Resenha: DELEUZE, Gilles; GUATTARI, Felix. O que é Filosofia?.

Deleuze (1925 – 1995) foi um filósofo francês, especialista na área da história da


filosofia. Sua obra foi profundamente influenciada por, dentre outros, autores como
Foucault, Spinoza, Bergson e Nietsche. Se tornou amigo e colaborador de Felix Guattari
(1930 – 1992), que por sua fez trabalhou maior parte da vida enquanto um psicanalista.
Guatarri possuiu graduação em farmácia e filosofia, as duas, entretanto, incompletas.
Grande período de sua vida ele esteve presente na militância de esquerda de filiação
anarquista e comunista. Junto com Deleuze, escreveu alguns livros. Dentre eles, o que
será analisado nessa resenha, O que é Filosofia?, escrito em 1991.
Apesar do título ser sugestivo no sentido de aparentar um livro introdutório, a
obra não é indicada para quem está começando a se aventurar em leituras filosóficas.
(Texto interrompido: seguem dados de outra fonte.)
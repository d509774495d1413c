//
// backend.rs
//
// Language server front end: completion, go-to-definition and debug info for
// LaTeX documents
//

use std::collections::HashMap;
use std::path::PathBuf;
use std::sync::{Arc, Mutex};

use serde::Deserialize;
use tokio::sync::RwLock;
use tower_lsp::jsonrpc::{Error, Result};
use tower_lsp::lsp_types::*;
use tower_lsp::Client;
use tower_lsp::LanguageServer;
use tower_lsp::LspService;
use tower_lsp::Server;

use crate::candidate::Candidate;
use crate::config::{parse_indexer_config, IndexerConfig};
use crate::definition::NavigationTarget;
use crate::document_store::DocumentStore;
use crate::session::{Request, Session};

/// Sessions are shared with blocking scan tasks, one task at a time
type SharedSession = Arc<Mutex<Session>>;

/// Parameters for the latexref/debugInfo request
#[derive(Debug, Deserialize)]
#[serde(rename_all = "camelCase")]
struct DebugInfoParams {
    uri: Url,
}

#[derive(Debug, Default)]
struct ServerState {
    /// Configuration applied to sessions created from now on
    config: IndexerConfig,
    documents: DocumentStore,
    sessions: HashMap<Url, SharedSession>,
}

pub struct Backend {
    client: Client,
    state: Arc<RwLock<ServerState>>,
}

impl Backend {
    pub fn new(client: Client) -> Self {
        Self {
            client,
            state: Arc::new(RwLock::new(ServerState::default())),
        }
    }

    async fn session(&self, uri: &Url) -> Option<SharedSession> {
        self.state.read().await.sessions.get(uri).cloned()
    }

    async fn handle_debug_info(&self, params: DebugInfoParams) -> Result<String> {
        let Some(session) = self.session(&params.uri).await else {
            return Err(Error::invalid_params(format!(
                "{} is not an open document",
                params.uri
            )));
        };
        run_blocking(session, |s| s.diagnostics())
            .await
            .ok_or_else(Error::internal_error)
    }
}

/// Run `f` against `session` on the blocking thread pool
async fn run_blocking<T, F>(session: SharedSession, f: F) -> Option<T>
where
    T: Send + 'static,
    F: FnOnce(&mut Session) -> T + Send + 'static,
{
    let task = tokio::task::spawn_blocking(move || {
        let mut guard = match session.lock() {
            Ok(guard) => guard,
            Err(poisoned) => {
                // Cache commits are per file, so a panicked scan leaves usable state
                log::warn!("Recovering session after a panicked indexing task");
                poisoned.into_inner()
            }
        };
        f(&mut guard)
    });
    match task.await {
        Ok(value) => Some(value),
        Err(e) => {
            log::error!("Indexing task failed: {}", e);
            None
        }
    }
}

fn completion_item(candidate: Candidate) -> CompletionItem {
    CompletionItem {
        label: candidate.identifier,
        kind: Some(CompletionItemKind::REFERENCE),
        detail: candidate.detail,
        ..Default::default()
    }
}

fn target_location(target: &NavigationTarget) -> Option<Location> {
    let uri = Url::from_file_path(&target.file).ok()?;
    let position = Position::new(target.line.saturating_sub(1), target.utf16_column);
    Some(Location {
        uri,
        range: Range::new(position, position),
    })
}

#[tower_lsp::async_trait]
impl LanguageServer for Backend {
    async fn initialize(&self, params: InitializeParams) -> Result<InitializeResult> {
        log::info!("Initializing latexref");

        if let Some(config) = params
            .initialization_options
            .as_ref()
            .and_then(parse_indexer_config)
        {
            log::info!("Using client configuration: {:?}", config);
            self.state.write().await.config = config;
        }

        Ok(InitializeResult {
            capabilities: ServerCapabilities {
                text_document_sync: Some(TextDocumentSyncCapability::Kind(
                    TextDocumentSyncKind::INCREMENTAL,
                )),
                completion_provider: Some(CompletionOptions {
                    trigger_characters: Some(vec![String::from("{"), String::from(",")]),
                    ..Default::default()
                }),
                definition_provider: Some(OneOf::Left(true)),
                ..Default::default()
            },
            server_info: Some(ServerInfo {
                name: String::from("latexref"),
                version: Some(String::from(env!("CARGO_PKG_VERSION"))),
            }),
        })
    }

    async fn initialized(&self, _: InitializedParams) {
        log::info!("latexref initialized");
    }

    async fn shutdown(&self) -> Result<()> {
        log::info!("latexref shutting down");
        Ok(())
    }

    async fn did_open(&self, params: DidOpenTextDocumentParams) {
        let doc = params.text_document;
        let session = {
            let mut state = self.state.write().await;
            state.documents.open(doc.uri.clone(), &doc.text, doc.version);
            let session = Arc::new(Mutex::new(Session::new(state.config.clone())));
            state.sessions.insert(doc.uri.clone(), session.clone());
            session
        };

        let Ok(path) = doc.uri.to_file_path() else {
            log::debug!("Not indexing non-file document {}", doc.uri);
            return;
        };

        // Prime the label table so go-to-definition works before any completion
        let root = run_blocking(session, move |s| {
            s.refresh_labels(&path);
            s.root(&path).clone()
        })
        .await;

        if let Some(root) = root.filter(|r| !r.found) {
            self.client
                .log_message(
                    MessageType::WARNING,
                    format!(
                        "latexref: no project root found for {}; only files next to it are indexed",
                        root.path.display()
                    ),
                )
                .await;
        }
    }

    async fn did_change(&self, params: DidChangeTextDocumentParams) {
        let mut state = self.state.write().await;
        state.documents.update(
            &params.text_document.uri,
            params.text_document.version,
            params.content_changes,
        );
    }

    async fn did_close(&self, params: DidCloseTextDocumentParams) {
        let mut state = self.state.write().await;
        state.documents.close(&params.text_document.uri);
        state.sessions.remove(&params.text_document.uri);
    }

    async fn did_change_configuration(&self, params: DidChangeConfigurationParams) {
        match parse_indexer_config(&params.settings) {
            Some(config) => {
                log::info!("Configuration changed; applies to newly opened documents");
                self.state.write().await.config = config;
            }
            None => log::debug!("Configuration change without a latexref section"),
        }
    }

    async fn completion(&self, params: CompletionParams) -> Result<Option<CompletionResponse>> {
        let uri = params.text_document_position.text_document.uri;
        let position = params.text_document_position.position;

        let (line, session) = {
            let state = self.state.read().await;
            let line = state
                .documents
                .get(&uri)
                .and_then(|doc| doc.line_prefix(position.line, position.character));
            (line, state.sessions.get(&uri).cloned())
        };
        let (Some(line), Some(session), Ok(path)) = (line, session, uri.to_file_path()) else {
            return Ok(None);
        };

        let request = Request::new(line, path);
        let candidates = run_blocking(session, move |s| {
            if s.classify(&request).activate {
                Some(s.candidates(&request))
            } else {
                None
            }
        })
        .await
        .flatten();

        Ok(candidates.map(|candidates| {
            CompletionResponse::Array(candidates.into_iter().map(completion_item).collect())
        }))
    }

    async fn goto_definition(
        &self,
        params: GotoDefinitionParams,
    ) -> Result<Option<GotoDefinitionResponse>> {
        let uri = params.text_document_position_params.text_document.uri;
        let position = params.text_document_position_params.position;

        let (line, session) = {
            let state = self.state.read().await;
            let line = state
                .documents
                .get(&uri)
                .and_then(|doc| doc.line_text(position.line));
            (line, state.sessions.get(&uri).cloned())
        };
        let (Some(line), Some(session)) = (line, session) else {
            return Ok(None);
        };

        let document = uri
            .to_file_path()
            .unwrap_or_else(|_| PathBuf::from(uri.path()));
        let request = Request::new(line, document);
        let result = run_blocking(session, move |s| s.goto(&request)).await;

        match result {
            Some(Ok(target)) => Ok(target_location(&target).map(GotoDefinitionResponse::Scalar)),
            Some(Err(e)) => {
                log::info!("{}", e);
                Ok(None)
            }
            None => Ok(None),
        }
    }
}

pub async fn start_lsp() -> anyhow::Result<()> {
    let stdin = tokio::io::stdin();
    let stdout = tokio::io::stdout();

    let (service, socket) = LspService::build(Backend::new)
        .custom_method("latexref/debugInfo", Backend::handle_debug_info)
        .finish();
    Server::new(stdin, stdout, socket).serve(service).await;

    Ok(())
}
Isso por que ele traz uma série de referências, explicitas ou implícitas, de outros
filósofos, sendo essas necessárias para compreender a obra. Além disso, os autores dão
um tratamento teórico voltado ao movimento filosófico da “pós-modernidade”, que por
sua vez se utiliza de uma indiscriminada mistura de teorias e conceitos, tornando o texto
de difícil compreensão.
O principal objetivo do livro capitado ao fazer a leitura é o de responder a
pergunta: De onde vem o conhecimento? E para isso, Deleuze e Guattari vão dividir a
produção intelectual em três grandes grupos: Filosofia, Ciência e Arte. Cada um desses
grupos se distinguiria por produzir conhecimentos qualitativamente diferentes, apesar de
estarem ligados um com os outros.
Ao falar do primeiro grupo, os autores afirmam que “[...] a filosofia é a arte de
formar, de inventar, de fabricar conceitos” (p. 10). Assim, o conceito seria o constructo
da filosofia. É com conceito que a filosofia consegue criar explicativas para a realidade.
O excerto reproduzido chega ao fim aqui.